You want to eek out strength gains as they come (and since you're a beginner, they will come). The strength and experience you gain here will be invaluable in the later stages. And if you do things right, you'll almost always build some muscle here. If you're a complete newbie, you'll often gain muscle while you lose fat is you tackle this stage correctly. No guarantees, but it's not uncommon when the body is completely new to this world.
The second stage of skinny-fat syndrome
The second stage is the stubborn fat stage. I often recommend being at the solid base before questing to gain muscle without fat. (Solid base is such a terrible term. I'm thinking…”paozu” point in the future. And if you know why, we'd get along. Send me an email and I'll give you a present.) Stubborn body fat is the last bit of fat that keeps you from the solid base (paozu point).
The thing about the stubborn fat phase is that you often have to go through the first phase to determine whether or not you're truly here. If you can't do three chin-ups, you don't have stubborn fat.
You just have weakness.
Stubborn fat thrives on weakness. Often times, strength training will make magic happen. But if it doesn't, this is where most high intensity forms of training are valuable. For reasons beyond this post, often times, body fat at this level is about more than calories — this is why hormone based training seems to help a lot here.

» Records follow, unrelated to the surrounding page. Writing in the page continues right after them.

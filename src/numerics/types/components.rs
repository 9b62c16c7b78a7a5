// src/numerics/types/components.rs
// Named x/y/z/w accessors over positional storage.

use super::point::Point;
use super::traits::FloatingPoint;
use super::vector::Vector;

/// Types with an `x` component (index 0).
pub trait HasX<T> {
    fn x(&self) -> T;
    fn x_mut(&mut self) -> &mut T;
}

/// Types with a `y` component (index 1).
pub trait HasY<T> {
    fn y(&self) -> T;
    fn y_mut(&mut self) -> &mut T;
}

/// Types with a `z` component (index 2).
pub trait HasZ<T> {
    fn z(&self) -> T;
    fn z_mut(&mut self) -> &mut T;
}

/// Types with a `w` component (index 3). Only 4D vectors have one.
pub trait HasW<T> {
    fn w(&self) -> T;
    fn w_mut(&mut self) -> &mut T;
}

macro_rules! impl_component {
    ($trait:ident, $get:ident, $get_mut:ident, $index:literal, $ty:ident, $($n:literal),+) => {
        $(
            impl<T: FloatingPoint> $trait<T> for $ty<T, $n> {
                #[inline]
                fn $get(&self) -> T {
                    self[$index]
                }

                #[inline]
                fn $get_mut(&mut self) -> &mut T {
                    &mut self[$index]
                }
            }
        )+
    };
}

impl_component!(HasX, x, x_mut, 0, Vector, 2, 3, 4);
impl_component!(HasY, y, y_mut, 1, Vector, 2, 3, 4);
impl_component!(HasZ, z, z_mut, 2, Vector, 3, 4);
impl_component!(HasW, w, w_mut, 3, Vector, 4);

impl_component!(HasX, x, x_mut, 0, Point, 2, 3);
impl_component!(HasY, y, y_mut, 1, Point, 2, 3);
impl_component!(HasZ, z, z_mut, 2, Point, 3);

You won't often gain muscle during this stage. If you play your cards wrong, you'll often lose muscle. Any intensive fat loss method you use should also carry muscular potential to prevent wasting away into smithereens. It's a very finicky stage — generally the toughest to travel.
The third stage of skinny-fat syndrome
The third stage is recreating the physiological set point and then building muscle without getting fat. (I could break these two things into separate phases and might in the future, but triforces are too cool for me to resist the idea of having three stages.)
What's this set point business?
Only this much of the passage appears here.